== Segment start ==

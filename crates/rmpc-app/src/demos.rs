//! Built-in demo plants selectable from a run config.

use rmpc_core::{Bounds, Real};
use rmpc_model::{Expr, InputHandle, Model, ModelResult};
use serde::{Deserialize, Serialize};
use std::sync::Arc;

/// Demo plant selection.
#[derive(Clone, Copy, Debug, PartialEq, Eq, Serialize, Deserialize)]
#[serde(rename_all = "snake_case")]
pub enum DemoModel {
    /// `dx/dt = u`, `0 <= u <= 1`, terminal cost `-x`.
    Integrator,
    /// Unit mass on a spring and damper with uncertain stiffness and damping,
    /// regulated to the origin.
    MassSpringDamper,
}

impl DemoModel {
    pub fn label(self) -> &'static str {
        match self {
            DemoModel::Integrator => "integrator",
            DemoModel::MassSpringDamper => "mass_spring_damper",
        }
    }

    pub fn state_names(self) -> &'static [&'static str] {
        match self {
            DemoModel::Integrator => &["x"],
            DemoModel::MassSpringDamper => &["position", "velocity"],
        }
    }

    pub fn parameter_names(self) -> &'static [&'static str] {
        match self {
            DemoModel::Integrator => &[],
            DemoModel::MassSpringDamper => &["stiffness", "damping"],
        }
    }

    /// Suggested realizations per parameter, nominal first.
    pub fn default_realizations(self) -> Vec<(&'static str, Vec<Real>)> {
        match self {
            DemoModel::Integrator => Vec::new(),
            DemoModel::MassSpringDamper => vec![
                ("stiffness", vec![1.0, 0.8, 1.2]),
                ("damping", vec![0.5, 0.3, 0.7]),
            ],
        }
    }

    pub fn build(self) -> ModelResult<DemoProblem> {
        match self {
            DemoModel::Integrator => integrator(),
            DemoModel::MassSpringDamper => mass_spring_damper(),
        }
    }
}

/// Finalized model plus the control problem posed on it.
#[derive(Clone, Debug)]
pub struct DemoProblem {
    pub model: Arc<Model>,
    pub lterm: Option<Expr>,
    pub mterm: Option<Expr>,
    pub rterm: Vec<(InputHandle, Real)>,
    /// `(name, expr, upper)` path constraints.
    pub constraints: Vec<(String, Expr, Real)>,
}

fn integrator() -> ModelResult<DemoProblem> {
    let mut m = Model::continuous();
    let x = m.add_state("x")?;
    let u = m.add_input_bounded("u", Bounds::new(0.0, 1.0))?;
    m.set_dynamics(x, Expr::new(move |pt| pt.u(u)))?;
    m.finalize()?;

    Ok(DemoProblem {
        model: Arc::new(m),
        lterm: None,
        mterm: Some(Expr::new(move |pt| -pt.x(x))),
        rterm: Vec::new(),
        constraints: Vec::new(),
    })
}

fn mass_spring_damper() -> ModelResult<DemoProblem> {
    let mut m = Model::continuous();
    let pos = m.add_state_bounded("position", Bounds::new(-5.0, 5.0))?;
    let vel = m.add_state("velocity")?;
    let force = m.add_input_bounded("force", Bounds::new(-2.0, 2.0))?;
    let k = m.add_parameter("stiffness")?;
    let c = m.add_parameter("damping")?;

    m.set_dynamics(pos, Expr::new(move |pt| pt.x(vel)))?;
    m.set_dynamics(
        vel,
        Expr::new(move |pt| pt.u(force) - pt.p(k) * pt.x(pos) - pt.p(c) * pt.x(vel)),
    )?;
    m.finalize()?;

    Ok(DemoProblem {
        model: Arc::new(m),
        lterm: Some(Expr::new(move |pt| {
            pt.x(pos).powi(2) + 0.1 * pt.x(vel).powi(2)
        })),
        mterm: Some(Expr::new(move |pt| pt.x(pos).powi(2) + pt.x(vel).powi(2))),
        rterm: vec![(force, 0.01)],
        constraints: vec![(
            "speed_limit".to_string(),
            Expr::new(move |pt| pt.x(vel).powi(2)),
            1.0,
        )],
    })
}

== Segment end ==

§ WHAT THIS TASK INVOLVES: Determine the number of lines above that include the word "Clone"; the reply is that number only.

§ SOLUTION FOR THIS TASK: 2